Note: The Plugger grafting bit can only taper an existing hole to the proper shape. It will not drill. This bit is to be used in conjunction with a 1/8" drill bit. Use the drill bit to make the hole to the proper depth and then use the Plugger to taper the hole to the proper shape.

About Cambial Contact


Figure 1: To ensure a successful graft, it is important to allow for as much cambial contact as possible. The amount of contact shown is sufficient for a strong join.



Figure 2: Sharpening the branch.


Figure 3: Tapering the hole.


Figure 4: Placing the branch in the hole.


Figure 5: Applying wound dressing.


Figure 6: Grafting double leaders.

The cambium is the thin layer of green between the inner bark and the sapwood. As the cambium grows, the cells divide, producing bark on the outside, and sapwood on the inside of the tree. The cambium is also the source of a tree's annual rings. Both the scion and the host plant must be from the same genus, although dissimilar (but related) genera, such as quince and pear, will sometimes join.
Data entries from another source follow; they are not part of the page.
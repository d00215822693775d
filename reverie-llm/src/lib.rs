//! # reverie-llm: generative backend boundary
//!
//! The cognition core talks to exactly two remote functions:
//!   - [`TextGenerationService::complete`]: prompt in, text out
//!   - [`EmbeddingService::embed`]: text in, dense vector out
//!
//! This crate defines those contracts, the prompt templates whose answer
//! formats the core parses, an HTTP [`LlmClient`] for Ollama and
//! OpenAI-compatible servers, and scripted doubles in [`testing`].
//!
//! ```text
//! core ──complete()──▶ LlmClient ──HTTP──▶ /api/generate | /v1/chat/completions
//!      ──embed()─────▶ LlmClient ──HTTP──▶ /api/embeddings | /v1/embeddings
//! ```
//!
//! Timeouts and retries are configured on the client, never in the core.

pub mod client;
pub mod error;
pub mod prompt;
pub mod service;
pub mod testing;
pub mod types;

pub use client::{LlmClient, LlmProvider};
pub use error::LlmError;
pub use service::{EmbeddingService, TextGenerationService};
pub use types::{LlmRequest, LlmResponse};
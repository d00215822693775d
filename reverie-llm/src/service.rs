//! The two service contracts the cognition core calls.
//!
//! Both are single-shot and may take arbitrarily long. The core never
//! retries, times out or cancels a call; adapters such as
//! [`LlmClient`](crate::LlmClient) own those concerns.

use std::sync::Arc;

use async_trait::async_trait;

use crate::error::LlmError;

/// Free-text completion: one prompt in, one string out.
#[async_trait]
pub trait TextGenerationService: Send + Sync {
    /// Complete `prompt` and return the raw model text.
    ///
    /// # Errors
    ///
    /// Any backend failure. Callers in the core propagate it unchanged.
    async fn complete(&self, prompt: &str) -> Result<String, LlmError>;
}

/// Dense text embeddings.
///
/// Every vector returned by one implementation must have the same
/// dimensionality, otherwise cosine similarity is meaningless.
#[async_trait]
pub trait EmbeddingService: Send + Sync {
    /// Embed `text`.
    ///
    /// # Errors
    ///
    /// Any backend failure.
    async fn embed(&self, text: &str) -> Result<Vec<f32>, LlmError>;
}

#[async_trait]
impl<T: TextGenerationService + ?Sized> TextGenerationService for Arc<T> {
    async fn complete(&self, prompt: &str) -> Result<String, LlmError> {
        (**self).complete(prompt).await
    }
}

#[async_trait]
impl<T: EmbeddingService + ?Sized> EmbeddingService for Arc<T> {
    async fn embed(&self, text: &str) -> Result<Vec<f32>, LlmError> {
        (**self).embed(text).await
    }
}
A successful graft requires close and firm contact between the cambium layers of the scion and the host plant (see Figure 1). Take care to insert the basal end (the end that was pointing towards the trunk or roots on the donor plant) into the host plant; otherwise, the graft won't work.

To make a graft using the Plugger, proceed as follows:

  1. Take a pencil-thick section of scion and sharpen the basal end using a pencil sharpener. Try our Giant Pencil Sharpener (99K88.01), if you don't already have one.
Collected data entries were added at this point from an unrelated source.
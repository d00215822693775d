//! Core type definitions shared by every cognition component.

use ordered_float::OrderedFloat;
use serde::{Deserialize, Serialize};
use std::fmt;
use uuid::Uuid;

// ---------------------------------------------------------------------------
// Identity Types
// ---------------------------------------------------------------------------

/// Unique identifier for an agent (character). Each agent owns exactly one
/// memory partition.
#[derive(Debug, Clone, Copy, PartialEq, Eq, PartialOrd, Ord, Hash, Serialize, Deserialize)]
pub struct AgentId(pub Uuid);

impl AgentId {
    /// Create a new random agent ID.
    #[must_use]
    pub fn new() -> Self {
        Self(Uuid::new_v4())
    }
}

impl Default for AgentId {
    fn default() -> Self {
        Self::new()
    }
}

/// Unique identifier for a memory record.
#[derive(Debug, Clone, Copy, PartialEq, Eq, PartialOrd, Ord, Hash, Serialize, Deserialize)]
pub struct MemoryId(pub Uuid);

impl MemoryId {
    /// Create a new random memory ID.
    #[must_use]
    pub fn new() -> Self {
        Self(Uuid::new_v4())
    }
}

impl Default for MemoryId {
    fn default() -> Self {
        Self::new()
    }
}

impl fmt::Display for MemoryId {
    fn fmt(&self, f: &mut fmt::Formatter<'_>) -> fmt::Result {
        write!(f, "{}", self.0)
    }
}

impl fmt::Display for AgentId {
    fn fmt(&self, f: &mut fmt::Formatter<'_>) -> fmt::Result {
        write!(f, "{}", self.0)
    }
}

// ---------------------------------------------------------------------------
// Importance
// ---------------------------------------------------------------------------

/// Poignancy score on the 1–10 scale. Construction always clamps.
#[derive(Debug, Clone, Copy, PartialEq, Eq, PartialOrd, Ord, Hash, Serialize, Deserialize)]
#[serde(from = "i64", into = "u8")]
pub struct Importance(u8);

impl Importance {
    /// Lowest possible score.
    pub const MIN: Self = Self(1);
    /// Highest possible score.
    pub const MAX: Self = Self(10);
    /// Used whenever the model's rating cannot be read.
    pub const DEFAULT: Self = Self(5);

    /// Clamp any integer into `[1, 10]`.
    #[must_use]
    pub fn new(value: i64) -> Self {
        Self(value.clamp(1, 10) as u8)
    }

    /// Raw value in `[1, 10]`.
    #[must_use]
    pub fn value(self) -> u8 {
        self.0
    }

    /// Value scaled to `[0.1, 1.0]` for retrieval scoring.
    #[must_use]
    pub fn normalized(self) -> f64 {
        f64::from(self.0) / 10.0
    }
}

impl Default for Importance {
    fn default() -> Self {
        Self::DEFAULT
    }
}

impl From<i64> for Importance {
    fn from(value: i64) -> Self {
        Self::new(value)
    }
}

impl From<Importance> for u8 {
    fn from(value: Importance) -> Self {
        value.0
    }
}

impl fmt::Display for Importance {
    fn fmt(&self, f: &mut fmt::Formatter<'_>) -> fmt::Result {
        write!(f, "{}", self.0)
    }
}

// ---------------------------------------------------------------------------
// Memory Embedding Vector
// ---------------------------------------------------------------------------

/// A dense vector embedding for semantic similarity search.
#[derive(Debug, Clone, PartialEq, Serialize, Deserialize)]
pub struct Embedding(pub Vec<f32>);

impl Embedding {
    /// Cosine similarity between two embeddings.
    ///
    /// Returns 0.0 if either vector is empty, has zero magnitude, or the
    /// dimensions differ. Never NaN.
    #[must_use]
    pub fn cosine_similarity(&self, other: &Self) -> f32 {
        if self.0.len() != other.0.len() || self.0.is_empty() {
            return 0.0;
        }
        let (mut dot, mut norm_a, mut norm_b) = (0.0_f32, 0.0_f32, 0.0_f32);
        for (a, b) in self.0.iter().zip(other.0.iter()) {
            dot += a * b;
            norm_a += a * a;
            norm_b += b * b;
        }
        let denom = norm_a.sqrt() * norm_b.sqrt();
        if denom < f32::EPSILON || !denom.is_finite() {
            0.0
        } else {
            dot / denom
        }
    }

    /// Dimensionality of the embedding.
    #[must_use]
    pub fn dimensions(&self) -> usize {
        self.0.len()
    }

    /// `true` for a zero-length vector.
    #[must_use]
    pub fn is_empty(&self) -> bool {
        self.0.is_empty()
    }
}

// ---------------------------------------------------------------------------
// Retrieval Score
// ---------------------------------------------------------------------------

/// Composite score used to rank memories during retrieval.
#[derive(Debug, Clone, Copy, PartialEq, Eq, PartialOrd, Ord)]
pub struct RetrievalScore(pub OrderedFloat<f64>);

impl RetrievalScore {
    /// Create a retrieval score from a raw f64.
    #[must_use]
    pub fn new(score: f64) -> Self {
        Self(OrderedFloat(score))
    }

    /// Get the raw score value.
    #[must_use]
    pub fn value(self) -> f64 {
        self.0.into_inner()
    }
}
//! Memory Retrieval: weighted recency / relevance / importance ranking.
//!
//! [`rank`] is the pure part: given a partition snapshot, a query embedding
//! and options, it returns the top records with their score breakdowns.
//! Access-time refresh is the stream's job, not this module's.

pub mod scoring;

use chrono::{DateTime, Utc};

use crate::config::{RetrievalConfig, RetrievalWeights};
use crate::memory::{MemoryKind, MemoryRecord};
use crate::types::{Embedding, RetrievalScore};

/// Options for one retrieval query.
#[derive(Debug, Clone, PartialEq)]
pub struct RetrievalOptions {
    /// Maximum records returned.
    pub limit: usize,
    /// Factor weights.
    pub weights: RetrievalWeights,
    /// Restrict to these kinds; `None` means all kinds.
    pub filter_kinds: Option<Vec<MemoryKind>>,
}

impl Default for RetrievalOptions {
    fn default() -> Self {
        Self {
            limit: 20,
            weights: RetrievalWeights::default(),
            filter_kinds: None,
        }
    }
}

impl RetrievalOptions {
    /// Defaults taken from configuration.
    #[must_use]
    pub fn from_config(config: &RetrievalConfig) -> Self {
        Self {
            limit: config.default_limit,
            weights: config.weights,
            filter_kinds: None,
        }
    }

    /// Rank by recency only.
    #[must_use]
    pub fn recency_only(limit: usize) -> Self {
        Self::weighted(limit, 1.0, 0.0, 0.0)
    }

    /// Rank by relevance only.
    #[must_use]
    pub fn relevance_only(limit: usize) -> Self {
        Self::weighted(limit, 0.0, 1.0, 0.0)
    }

    /// Rank by importance only.
    #[must_use]
    pub fn importance_only(limit: usize) -> Self {
        Self::weighted(limit, 0.0, 0.0, 1.0)
    }

    /// Explicit weights.
    #[must_use]
    pub fn weighted(limit: usize, recency: f64, relevance: f64, importance: f64) -> Self {
        Self {
            limit,
            weights: RetrievalWeights { recency, relevance, importance },
            filter_kinds: None,
        }
    }

    /// Restrict to the given kinds.
    #[must_use]
    pub fn with_kinds(mut self, kinds: impl IntoIterator<Item = MemoryKind>) -> Self {
        self.filter_kinds = Some(kinds.into_iter().collect());
        self
    }

    /// Change the limit.
    #[must_use]
    pub fn with_limit(mut self, limit: usize) -> Self {
        self.limit = limit;
        self
    }

    fn admits(&self, kind: MemoryKind) -> bool {
        self.filter_kinds.as_ref().is_none_or(|kinds| kinds.contains(&kind))
    }
}

/// A scored retrieval result.
#[derive(Debug, Clone)]
pub struct ScoredMemory {
    /// The retrieved memory.
    pub memory: MemoryRecord,
    /// Combined score.
    pub score: f64,
    /// Per-factor breakdown.
    pub breakdown: ScoreBreakdown,
}

/// Breakdown of a retrieval score into its weighted factors.
#[derive(Debug, Clone, Copy, Default, PartialEq)]
pub struct ScoreBreakdown {
    /// Weighted recency.
    pub recency: f64,
    /// Weighted relevance.
    pub relevance: f64,
    /// Weighted importance.
    pub importance: f64,
}

impl ScoreBreakdown {
    /// Sum of the weighted factors.
    #[must_use]
    pub fn total(&self) -> f64 {
        self.recency + self.relevance + self.importance
    }
}

/// Score `memories` (in insertion order) and return the top `options.limit`
/// by descending score. Equal scores keep insertion order.
#[must_use]
pub fn rank(
    memories: &[MemoryRecord],
    query: Option<&Embedding>,
    now: DateTime<Utc>,
    options: &RetrievalOptions,
) -> Vec<ScoredMemory> {
    let mut results: Vec<ScoredMemory> = memories
        .iter()
        .filter(|m| options.admits(m.kind))
        .map(|memory| {
            let breakdown = scoring::compute_breakdown(memory, query, now, &options.weights);
            ScoredMemory {
                memory: memory.clone(),
                score: breakdown.total(),
                breakdown,
            }
        })
        .collect();

    // `sort_by` is stable, which is what keeps ties in insertion order.
    results.sort_by(|a, b| RetrievalScore::new(b.score).cmp(&RetrievalScore::new(a.score)));
    results.truncate(options.limit);
    results
}

#[cfg(test)]
mod tests {
    use super::*;
    use crate::types::Importance;
    use chrono::{Duration, TimeZone};

    fn at(hour: u32) -> DateTime<Utc> {
        Utc.with_ymd_and_hms(2024, 2, 13, hour, 0, 0).unwrap()
    }

    fn record(content: &str, kind: MemoryKind, importance: i64, created: DateTime<Utc>) -> MemoryRecord {
        MemoryRecord::new(content, kind, Importance::new(importance), created)
    }

    #[test]
    fn importance_only_ranks_by_importance() {
        let memories = vec![
            record("X", MemoryKind::Observation, 3, at(8)),
            record("Y", MemoryKind::Observation, 9, at(9)),
        ];
        let out = rank(&memories, None, at(10), &RetrievalOptions::importance_only(10));
        assert_eq!(out[0].memory.content, "Y");
        assert_eq!(out[1].memory.content, "X");
    }

    #[test]
    fn ties_keep_insertion_order() {
        let memories: Vec<_> = (0..5)
            .map(|i| record(&format!("m{i}"), MemoryKind::Observation, 5, at(8)))
            .collect();
        let out = rank(&memories, None, at(9), &RetrievalOptions::default());
        let order: Vec<_> = out.iter().map(|s| s.memory.content.as_str()).collect();
        assert_eq!(order, ["m0", "m1", "m2", "m3", "m4"]);
    }

    #[test]
    fn limit_and_kind_filter_apply() {
        let mut memories = Vec::new();
        for i in 0..10 {
            let kind = if i % 2 == 0 { MemoryKind::Observation } else { MemoryKind::Reflection };
            memories.push(record(&format!("m{i}"), kind, 5, at(8)));
        }
        let opts = RetrievalOptions::default().with_limit(3).with_kinds([MemoryKind::Reflection]);
        let out = rank(&memories, None, at(9), &opts);
        assert_eq!(out.len(), 3);
        assert!(out.iter().all(|s| s.memory.kind == MemoryKind::Reflection));
    }

    #[test]
    fn recency_prefers_recently_accessed() {
        let old = record("old", MemoryKind::Observation, 5, at(1));
        let mut fresh = record("fresh", MemoryKind::Observation, 5, at(1));
        fresh.last_accessed = at(1) + Duration::hours(5);
        let out = rank(&[old, fresh], None, at(12), &RetrievalOptions::recency_only(2));
        assert_eq!(out[0].memory.content, "fresh");
    }
}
Note: Always clean the blades of the pencil sharpener after you have used it in conjunction with the Plugger, as green wood will tend to clog the cutters.

  1. With a 1/8" drill, drill a hole 1/2" deep into the branch or trunk that you wish to graft on. A deeper or shallower hole may be necessary, depending on the size of the scion and the thickness of the trunk. Drill into the trunk at a 90° angle, then taper the hole with the Plugger (VA101). Test the scion in the hole from time to time and stop drilling/tapering when a close fit is achieved.

  2. Insert the scion into the tapered hole. There should be a snug fit, and the cambium layers should line up as closely as possible. If you can't get a close fit, try sharpening the scion again. Only redrill the hole if it is too shallow to allow the cambia to match. To prevent the scion from drying out, the two areas of sapwood must be in contact.

  3. Once the scion has been inserted, you should cover the join with grafting wax or latex-based tree wound dressing. This will retain the moisture necessary for a successful join.

This grafting method may also be used to create a natural brace for weak branches. Many trees that are not regularly pruned develop weak crotches, especially between double leaders. As the tree grows in size, the weight of these limbs increases, and they become dangerous during wind or ice storms. If the tree is still young, a natural brace can be made by joining these limbs with a scion. In this case the orientation of the basal end is of no consequence, as the tree will adjust for it (e.g., if the basal end is placed in the left leader, the sapwood will conduct toward the right leader and the inner bark will conduct towards the left leader. If the placement is reversed, the opposite will happen). It is good practice to insert the scion with bow in it, thereby giving it extra slack. This will allow the two branches to bend and sway toward and away from each other without pulling the scion out. Once the grafts take, the scion will provide a strong brace, with a more natural appearance than cables or threaded rods.

Tip: While the grafts take, it is best to keep the join stable by lashing the branches together with rubber tubing.